- **YOUR INSTRUCTIONS**:
Only the lines from the beginning of the data below through the line that contains "use crate::coord::CoordError;" should be repeated, exactly as written.

- **EXTRACTED DATA**:
***

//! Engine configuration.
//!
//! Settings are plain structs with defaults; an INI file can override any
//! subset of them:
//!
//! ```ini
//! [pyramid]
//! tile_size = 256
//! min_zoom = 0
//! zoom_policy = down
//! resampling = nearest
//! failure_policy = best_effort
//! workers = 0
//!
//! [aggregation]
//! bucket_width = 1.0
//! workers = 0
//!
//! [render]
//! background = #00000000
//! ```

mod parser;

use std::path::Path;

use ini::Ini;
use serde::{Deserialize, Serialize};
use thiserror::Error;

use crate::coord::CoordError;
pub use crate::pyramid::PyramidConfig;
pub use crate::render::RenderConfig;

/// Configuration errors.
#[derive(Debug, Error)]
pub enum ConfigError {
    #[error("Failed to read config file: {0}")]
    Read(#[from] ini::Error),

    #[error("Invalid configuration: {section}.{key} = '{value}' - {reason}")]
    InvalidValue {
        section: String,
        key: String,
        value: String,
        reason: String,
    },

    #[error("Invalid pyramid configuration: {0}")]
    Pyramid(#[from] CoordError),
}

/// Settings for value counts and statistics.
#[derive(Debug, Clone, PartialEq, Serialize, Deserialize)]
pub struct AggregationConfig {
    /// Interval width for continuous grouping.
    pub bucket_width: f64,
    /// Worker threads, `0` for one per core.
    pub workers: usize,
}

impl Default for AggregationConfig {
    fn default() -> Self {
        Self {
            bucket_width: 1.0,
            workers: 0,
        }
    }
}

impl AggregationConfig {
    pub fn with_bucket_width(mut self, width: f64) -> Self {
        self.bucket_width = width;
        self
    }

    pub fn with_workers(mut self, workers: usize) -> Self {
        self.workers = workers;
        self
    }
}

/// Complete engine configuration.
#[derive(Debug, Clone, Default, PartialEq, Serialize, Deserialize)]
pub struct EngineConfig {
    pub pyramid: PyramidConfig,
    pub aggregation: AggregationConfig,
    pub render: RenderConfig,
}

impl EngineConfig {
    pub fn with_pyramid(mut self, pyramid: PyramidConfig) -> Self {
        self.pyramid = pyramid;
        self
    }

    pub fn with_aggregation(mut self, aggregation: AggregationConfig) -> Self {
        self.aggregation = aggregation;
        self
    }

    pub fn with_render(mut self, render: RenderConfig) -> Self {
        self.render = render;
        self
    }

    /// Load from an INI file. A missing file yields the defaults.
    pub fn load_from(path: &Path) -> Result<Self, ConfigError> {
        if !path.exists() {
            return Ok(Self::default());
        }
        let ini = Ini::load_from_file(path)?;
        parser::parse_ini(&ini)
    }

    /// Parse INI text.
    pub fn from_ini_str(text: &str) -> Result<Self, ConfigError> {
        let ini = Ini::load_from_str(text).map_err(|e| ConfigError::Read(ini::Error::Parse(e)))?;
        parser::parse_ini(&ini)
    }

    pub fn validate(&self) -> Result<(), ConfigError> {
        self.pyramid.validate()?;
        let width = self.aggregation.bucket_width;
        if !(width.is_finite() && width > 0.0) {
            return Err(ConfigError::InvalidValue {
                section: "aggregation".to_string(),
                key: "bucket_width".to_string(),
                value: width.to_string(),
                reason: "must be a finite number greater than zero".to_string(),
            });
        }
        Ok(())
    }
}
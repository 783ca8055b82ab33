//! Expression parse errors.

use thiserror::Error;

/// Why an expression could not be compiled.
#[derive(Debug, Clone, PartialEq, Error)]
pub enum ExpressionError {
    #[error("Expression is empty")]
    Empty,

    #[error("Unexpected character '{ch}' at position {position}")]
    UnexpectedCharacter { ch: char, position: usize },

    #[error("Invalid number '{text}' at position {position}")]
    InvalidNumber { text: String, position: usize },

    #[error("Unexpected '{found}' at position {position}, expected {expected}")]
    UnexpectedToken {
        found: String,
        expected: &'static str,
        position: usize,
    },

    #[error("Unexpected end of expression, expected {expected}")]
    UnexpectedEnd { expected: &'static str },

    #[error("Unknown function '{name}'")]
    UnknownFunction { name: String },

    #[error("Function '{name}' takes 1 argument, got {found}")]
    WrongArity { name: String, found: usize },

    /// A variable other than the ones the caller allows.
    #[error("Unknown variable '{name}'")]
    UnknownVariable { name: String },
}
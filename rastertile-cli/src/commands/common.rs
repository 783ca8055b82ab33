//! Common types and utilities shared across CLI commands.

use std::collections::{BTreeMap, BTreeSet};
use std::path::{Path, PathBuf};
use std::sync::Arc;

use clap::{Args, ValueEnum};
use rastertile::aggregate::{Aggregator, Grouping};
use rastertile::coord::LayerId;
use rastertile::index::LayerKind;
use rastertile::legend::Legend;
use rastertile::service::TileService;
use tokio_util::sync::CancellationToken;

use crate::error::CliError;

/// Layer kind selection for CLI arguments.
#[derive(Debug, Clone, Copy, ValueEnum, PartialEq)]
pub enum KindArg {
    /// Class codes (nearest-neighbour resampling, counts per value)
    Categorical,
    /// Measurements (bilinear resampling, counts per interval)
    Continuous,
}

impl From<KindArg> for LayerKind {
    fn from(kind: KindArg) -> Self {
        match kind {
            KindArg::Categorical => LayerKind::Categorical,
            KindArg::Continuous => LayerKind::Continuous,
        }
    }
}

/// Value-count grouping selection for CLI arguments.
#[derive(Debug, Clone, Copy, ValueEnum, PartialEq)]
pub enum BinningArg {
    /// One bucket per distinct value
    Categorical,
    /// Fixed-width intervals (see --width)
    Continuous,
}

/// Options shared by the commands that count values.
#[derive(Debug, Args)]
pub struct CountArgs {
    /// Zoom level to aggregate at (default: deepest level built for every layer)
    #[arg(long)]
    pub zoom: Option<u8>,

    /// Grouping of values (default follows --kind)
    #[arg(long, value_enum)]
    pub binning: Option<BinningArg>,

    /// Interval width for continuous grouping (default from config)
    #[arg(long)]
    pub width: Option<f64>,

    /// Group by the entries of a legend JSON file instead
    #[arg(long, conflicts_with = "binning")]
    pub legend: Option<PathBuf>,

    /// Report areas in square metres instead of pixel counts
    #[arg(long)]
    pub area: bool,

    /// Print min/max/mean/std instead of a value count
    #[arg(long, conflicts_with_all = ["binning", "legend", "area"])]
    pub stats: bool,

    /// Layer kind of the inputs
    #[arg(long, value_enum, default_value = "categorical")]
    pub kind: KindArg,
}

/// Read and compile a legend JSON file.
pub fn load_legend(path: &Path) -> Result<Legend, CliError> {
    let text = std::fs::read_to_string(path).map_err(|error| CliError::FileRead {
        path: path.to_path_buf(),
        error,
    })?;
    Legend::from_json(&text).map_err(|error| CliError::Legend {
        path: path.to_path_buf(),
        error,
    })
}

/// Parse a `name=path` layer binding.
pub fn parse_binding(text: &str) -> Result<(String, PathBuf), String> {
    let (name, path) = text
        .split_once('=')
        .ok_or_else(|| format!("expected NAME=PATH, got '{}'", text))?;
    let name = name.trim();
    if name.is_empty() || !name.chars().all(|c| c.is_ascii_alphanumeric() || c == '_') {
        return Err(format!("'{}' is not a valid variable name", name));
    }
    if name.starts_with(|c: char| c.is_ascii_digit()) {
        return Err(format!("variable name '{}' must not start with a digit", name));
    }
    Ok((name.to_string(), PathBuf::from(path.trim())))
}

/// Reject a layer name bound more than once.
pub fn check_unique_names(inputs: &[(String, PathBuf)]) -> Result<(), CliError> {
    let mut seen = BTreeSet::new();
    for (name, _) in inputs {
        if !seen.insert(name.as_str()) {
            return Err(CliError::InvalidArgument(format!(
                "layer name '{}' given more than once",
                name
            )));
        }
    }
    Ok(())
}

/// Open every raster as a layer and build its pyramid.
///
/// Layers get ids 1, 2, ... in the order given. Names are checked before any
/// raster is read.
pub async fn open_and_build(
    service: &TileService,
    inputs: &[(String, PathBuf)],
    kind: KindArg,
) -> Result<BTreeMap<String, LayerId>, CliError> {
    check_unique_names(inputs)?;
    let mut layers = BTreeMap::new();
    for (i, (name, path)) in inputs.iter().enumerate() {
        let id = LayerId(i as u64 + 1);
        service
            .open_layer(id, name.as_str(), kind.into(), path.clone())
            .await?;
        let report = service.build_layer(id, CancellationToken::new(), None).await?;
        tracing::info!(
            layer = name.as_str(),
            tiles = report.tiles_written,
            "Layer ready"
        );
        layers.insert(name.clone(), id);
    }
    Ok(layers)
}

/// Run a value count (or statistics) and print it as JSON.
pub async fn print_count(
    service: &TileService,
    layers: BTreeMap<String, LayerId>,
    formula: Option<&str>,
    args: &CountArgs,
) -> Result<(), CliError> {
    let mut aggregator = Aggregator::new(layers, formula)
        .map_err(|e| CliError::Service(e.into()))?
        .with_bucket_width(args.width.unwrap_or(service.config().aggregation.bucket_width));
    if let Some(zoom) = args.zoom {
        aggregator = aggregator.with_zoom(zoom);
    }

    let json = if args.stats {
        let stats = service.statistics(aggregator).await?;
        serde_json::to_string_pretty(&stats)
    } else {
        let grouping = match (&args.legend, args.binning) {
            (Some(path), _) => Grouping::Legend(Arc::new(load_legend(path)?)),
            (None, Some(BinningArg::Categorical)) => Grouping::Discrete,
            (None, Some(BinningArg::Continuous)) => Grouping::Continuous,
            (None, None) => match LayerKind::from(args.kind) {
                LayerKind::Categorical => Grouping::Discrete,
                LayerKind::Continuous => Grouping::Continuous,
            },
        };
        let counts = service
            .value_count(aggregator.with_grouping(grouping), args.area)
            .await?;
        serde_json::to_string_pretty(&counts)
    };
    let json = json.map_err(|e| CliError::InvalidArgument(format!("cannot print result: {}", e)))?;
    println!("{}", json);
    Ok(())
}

***

- **RESPONSE TO THIS TASK**:
//! Engine configuration.
//!
//! Settings are plain structs with defaults; an INI file can override any
//! subset of them:
//!
//! ```ini
//! [pyramid]
//! tile_size = 256
//! min_zoom = 0
//! zoom_policy = down
//! resampling = nearest
//! failure_policy = best_effort
//! workers = 0
//!
//! [aggregation]
//! bucket_width = 1.0
//! workers = 0
//!
//! [render]
//! background = #00000000
//! ```

mod parser;

use std::path::Path;

use ini::Ini;
use serde::{Deserialize, Serialize};
use thiserror::Error;

use crate::coord::CoordError;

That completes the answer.